KeyVault RBAC - Specify Roles

[mike-wade]

Hi,

I would like to use Key Vault RBAC to control access to the key vault. I can see that its possible to enable_rbac but not to assign roles.

e.g. in a storage account you can grant_access.

storageAccount {
    name "storage account"
    grant_access webAppconfig.SystemIdentity Roles.StorageBlobDataContributor 
}

I would be interested in adding support for this same capability on the keyvault:

keyVault {
    name "keyvault"
    grant_access webAppconfig.SystemIdentity Roles.KeyVaultSecretsUser
}

If I were to submit a PR with that in mind would that be OK?

[mike-wade]

Ah I just spotted that web apps get permissioned appropriately when linked so maybe this is not needed.. https://compositionalit.github.io/farmer/api-overview/resources/web-app/#key-vault-integration

[isaacabraham]

I could see it potentially being useful in case you want to apply other permissions though?

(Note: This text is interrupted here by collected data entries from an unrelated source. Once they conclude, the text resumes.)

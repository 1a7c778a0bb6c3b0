//! The transport seam.
//!
//! # Design
//! A `Transport` moves bytes and knows nothing about decoding. It receives a
//! prepared `HttpRequest` and a `Completion`, returns immediately, and later
//! reports through the completion on whatever thread it likes.
//!
//! `Completion` is consumed by value, so a transport cannot report twice. A
//! transport that drops it without reporting still produces one outcome: the
//! drop delivers an abandoned `TransportError`.

mod network;

pub use network::{UreqConfig, UreqTransport, DEFAULT_MAX_BODY_SIZE};

use std::fmt;
use std::sync::Arc;

use tracing::warn;

use crate::error::TransportError;
use crate::http::{HttpRequest, HttpResponse};

/// Executes prepared requests and reports raw results.
pub trait Transport {
    fn execute(&self, request: &HttpRequest, completion: Completion);
}

impl<T: Transport + ?Sized> Transport for &T {
    fn execute(&self, request: &HttpRequest, completion: Completion) {
        (**self).execute(request, completion)
    }
}

impl<T: Transport + ?Sized> Transport for Arc<T> {
    fn execute(&self, request: &HttpRequest, completion: Completion) {
        (**self).execute(request, completion)
    }
}

/// Adapts a closure into a `Transport`.
#[derive(Clone)]
pub struct FnTransport<F>(pub F);

impl<F> Transport for FnTransport<F>
where
    F: Fn(&HttpRequest, Completion),
{
    fn execute(&self, request: &HttpRequest, completion: Completion) {
        (self.0)(request, completion)
    }
}

/// What a transport produced, before any decoding.
#[derive(Debug)]
pub enum RawOutcome {
    Bytes {
        body: Vec<u8>,
        response: Option<HttpResponse>,
    },
    Error(TransportError),
    Empty {
        response: Option<HttpResponse>,
    },
}

impl RawOutcome {
    /// Classify the three independently optional parts a network callback
    /// reports. An error wins over any bytes; a zero-length body counts as
    /// no data.
    pub fn from_parts(
        body: Option<Vec<u8>>,
        response: Option<HttpResponse>,
        error: Option<TransportError>,
    ) -> Self {
        if let Some(error) = error {
            return RawOutcome::Error(error);
        }
        match body {
            Some(body) if !body.is_empty() => RawOutcome::Bytes { body, response },
            _ => RawOutcome::Empty { response },
        }
    }
}

type Deliver = Box<dyn FnOnce(RawOutcome) + Send + 'static>;

/// One-shot handle a transport uses to report its result.
pub struct Completion {
    deliver: Option<Deliver>,
}

impl Completion {
    pub fn new<F>(deliver: F) -> Self
    where
        F: FnOnce(RawOutcome) + Send + 'static,
    {
        Self {
            deliver: Some(Box::new(deliver)),
        }
    }

    /// Report the raw parts of a finished network call.
    pub fn complete(
        self,
        body: Option<Vec<u8>>,
        response: Option<HttpResponse>,
        error: Option<TransportError>,
    ) {
        self.deliver(RawOutcome::from_parts(body, response, error))
    }

    pub fn succeed(self, body: Vec<u8>, response: HttpResponse) {
        self.complete(Some(body), Some(response), None)
    }

    pub fn fail(self, error: TransportError) {
        self.deliver(RawOutcome::Error(error))
    }

    pub fn deliver(mut self, outcome: RawOutcome) {
        if let Some(deliver) = self.deliver.take() {
            deliver(outcome);
        }
    }
}

impl Drop for Completion {
    fn drop(&mut self) {
        if let Some(deliver) = self.deliver.take() {
            warn!("transport dropped its completion without reporting");
            deliver(RawOutcome::Error(TransportError::abandoned()));
        }
    }
}

impl fmt::Debug for Completion {
    fn fmt(&self, f: &mut fmt::Formatter<'_>) -> fmt::Result {
        f.debug_struct("Completion")
            .field("pending", &self.deliver.is_some())
            .finish()
    }
}
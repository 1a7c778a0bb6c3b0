//! Pluggable body decoding.
//!
//! The integrator is format-agnostic: the target type only has to be
//! deserializable, and a `Decoder` picks the wire format. `Json` covers the
//! common case.

use serde::de::DeserializeOwned;

use crate::error::DecodeError;

/// Turns a non-empty body into a typed value.
pub trait Decoder: Clone + Send + Sync + 'static {
    fn decode<U: DeserializeOwned>(&self, bytes: &[u8]) -> Result<U, DecodeError>;
}

/// JSON bodies via `serde_json`.
#[derive(Debug, Clone, Copy, Default)]
pub struct Json;

impl Decoder for Json {
    fn decode<U: DeserializeOwned>(&self, bytes: &[u8]) -> Result<U, DecodeError> {
        serde_json::from_slice(bytes).map_err(|e| DecodeError::new(e.to_string(), bytes))
    }
}
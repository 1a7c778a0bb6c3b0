use std::collections::BTreeMap;
use std::sync::Arc;

use axum::{
    extract::{Path, State},
    http::{HeaderMap, StatusCode},
    routing::get,
    Json, Router,
};
use serde::{Deserialize, Serialize};
use tokio::{net::TcpListener, sync::RwLock};

#[derive(Clone, Debug, PartialEq, Eq, Serialize, Deserialize)]
pub struct User {
    pub id: u64,
    pub name: String,
    pub email: String,
}

#[derive(Deserialize)]
pub struct CreateUser {
    pub name: String,
    pub email: String,
}

pub type Db = Arc<RwLock<Vec<User>>>;

pub fn app() -> Router {
    let db: Db = Arc::new(RwLock::new(Vec::new()));
    Router::new()
        .route("/users", get(list_users).post(create_user))
        .route("/users/{id}", get(get_user))
        .route("/empty", get(empty))
        .route("/malformed", get(malformed))
        .route("/bulk/{count}", get(bulk))
        .route("/headers", get(echo_headers))
        .with_state(db)
}

pub async fn run(listener: TcpListener) -> Result<(), std::io::Error> {
    axum::serve(listener, app()).await
}

async fn list_users(State(db): State<Db>) -> Json<Vec<User>> {
    Json(db.read().await.clone())
}

async fn create_user(
    State(db): State<Db>,
    Json(input): Json<CreateUser>,
) -> (StatusCode, Json<User>) {
    let mut users = db.write().await;
    let user = User {
        id: users.len() as u64 + 1,
        name: input.name,
        email: input.email,
    };
    users.push(user.clone());
    (StatusCode::CREATED, Json(user))
}

async fn get_user(
    State(db): State<Db>,
    Path(id): Path<u64>,
) -> Result<Json<User>, StatusCode> {
    let users = db.read().await;
    users
        .iter()
        .find(|u| u.id == id)
        .cloned()
        .map(Json)
        .ok_or(StatusCode::NOT_FOUND)
}

/// Succeeds with no body at all.
async fn empty() -> StatusCode {
    StatusCode::OK
}

/// A user object with `email` missing.
async fn malformed() -> Json<serde_json::Value> {
    Json(serde_json::json!({ "id": 1, "name": "Ann" }))
}

/// `count` generated users, for exercising large bodies.
async fn bulk(Path(count): Path<u64>) -> Json<Vec<User>> {
    Json(
        (1..=count)
            .map(|id| User {
                id,
                name: format!("user-{id}"),
                email: format!("user-{id}@x.com"),
            })
            .collect(),
    )
}

/// Every request header, with all values per name in arrival order.
async fn echo_headers(headers: HeaderMap) -> Json<BTreeMap<String, Vec<String>>> {
    let mut echoed: BTreeMap<String, Vec<String>> = BTreeMap::new();
    for (name, value) in &headers {
        echoed
            .entry(name.as_str().to_string())
            .or_default()
            .push(String::from_utf8_lossy(value.as_bytes()).into_owned());
    }
    Json(echoed)
}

To be honest we could / should at generalising and adding an interface for resources that support granting access, similar to how we've done it for some other things like ITaggable.

However, we can refactor that out another time.

[BrianVallelunga]

@mike-wade This would be a great feature to add since enable_rbac is essentially useless right now. Are there any general IAM assignments that can be made in the system?